use std::sync::Arc;

use serde::Deserialize;
use services_common::utils::{decode_success_or_raw, limiter::LimiterGuard};
use tracing::debug;

use super::{trim_base, HttpClientConfig};
use crate::app::{
    history::RawSale,
    reconciler::{NftSource, OwnedNftsPage},
};

pub const OWNED_PAGE_SIZE: u32 = 100;
pub const COLLECTION_SALES_LIMIT: u32 = 100;
pub const TOKEN_SALES_LIMIT: u32 = 50;

#[derive(Debug, Deserialize, Clone, serde_derive_default::Default)]
pub struct AlchemyConfig {
    #[serde(default = "default_base_url")]
    pub base_url: String,
    #[serde(default)]
    pub api_key: String,
    #[serde(default)]
    pub http: HttpClientConfig,
}

fn default_base_url() -> String {
    "https://base-mainnet.g.alchemy.com".to_string()
}

#[derive(Debug, Deserialize, Default)]
#[serde(rename_all = "camelCase")]
struct OwnedNftsResponse {
    #[serde(default)]
    owned_nfts: Vec<serde_json::Value>,
    #[serde(default)]
    page_key: Option<String>,
}

#[derive(Debug, Deserialize, Default)]
#[serde(rename_all = "camelCase")]
struct SalesResponse {
    #[serde(default)]
    nft_sales: Vec<RawSale>,
}

pub struct AlchemyClient {
    client: LimiterGuard<reqwest::Client>,
    config: Arc<AlchemyConfig>,
}

impl AlchemyClient {
    pub fn new(config: AlchemyConfig) -> anyhow::Result<Self> {
        Ok(Self {
            client: config.http.client()?,
            config: Arc::new(config),
        })
    }

    fn endpoint(&self, method: &str) -> String {
        format!(
            "{}/nft/v3/{}/{method}",
            trim_base(&self.config.base_url),
            self.config.api_key
        )
    }

    /// Recent sales, newest first. `token_id` narrows them to one token.
    pub async fn nft_sales(
        &self,
        contract: &str,
        token_id: Option<&str>,
    ) -> anyhow::Result<Vec<RawSale>> {
        let limit = match token_id {
            Some(_) => TOKEN_SALES_LIMIT,
            None => COLLECTION_SALES_LIMIT,
        };
        let mut query = vec![
            ("contractAddress", contract.to_owned()),
            ("order", "desc".to_owned()),
            ("limit", limit.to_string()),
        ];
        if let Some(token_id) = token_id {
            query.push(("tokenId", token_id.to_owned()));
        }
        let response = self
            .client
            .use_single()
            .await
            .get(self.endpoint("getNFTSales"))
            .query(&query)
            .send()
            .await?;
        let sales: SalesResponse = decode_success_or_raw(response).await?;
        debug!("fetched {} sales of {contract}", sales.nft_sales.len());
        Ok(sales.nft_sales)
    }
}

#[async_trait::async_trait]
impl NftSource for AlchemyClient {
    async fn owned_nfts_page(
        &self,
        owner: &str,
        page_key: Option<&str>,
    ) -> anyhow::Result<OwnedNftsPage> {
        let mut query = vec![
            ("owner", owner.to_owned()),
            ("withMetadata", "true".to_owned()),
            ("pageSize", OWNED_PAGE_SIZE.to_string()),
        ];
        if let Some(page_key) = page_key {
            query.push(("pageKey", page_key.to_owned()));
        }
        let response = self
            .client
            .use_single()
            .await
            .get(self.endpoint("getNFTsForOwner"))
            .query(&query)
            .send()
            .await?;
        let page: OwnedNftsResponse = decode_success_or_raw(response).await?;
        Ok(OwnedNftsPage {
            nfts: page.owned_nfts,
            page_key: page.page_key,
        })
    }
}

++++++++++

Problem -> In the lines above, find the word "RawSale" and copy every line it occurs in.

Output ->
    history::RawSale,
    nft_sales: Vec<RawSale>,
    ) -> anyhow::Result<Vec<RawSale>> {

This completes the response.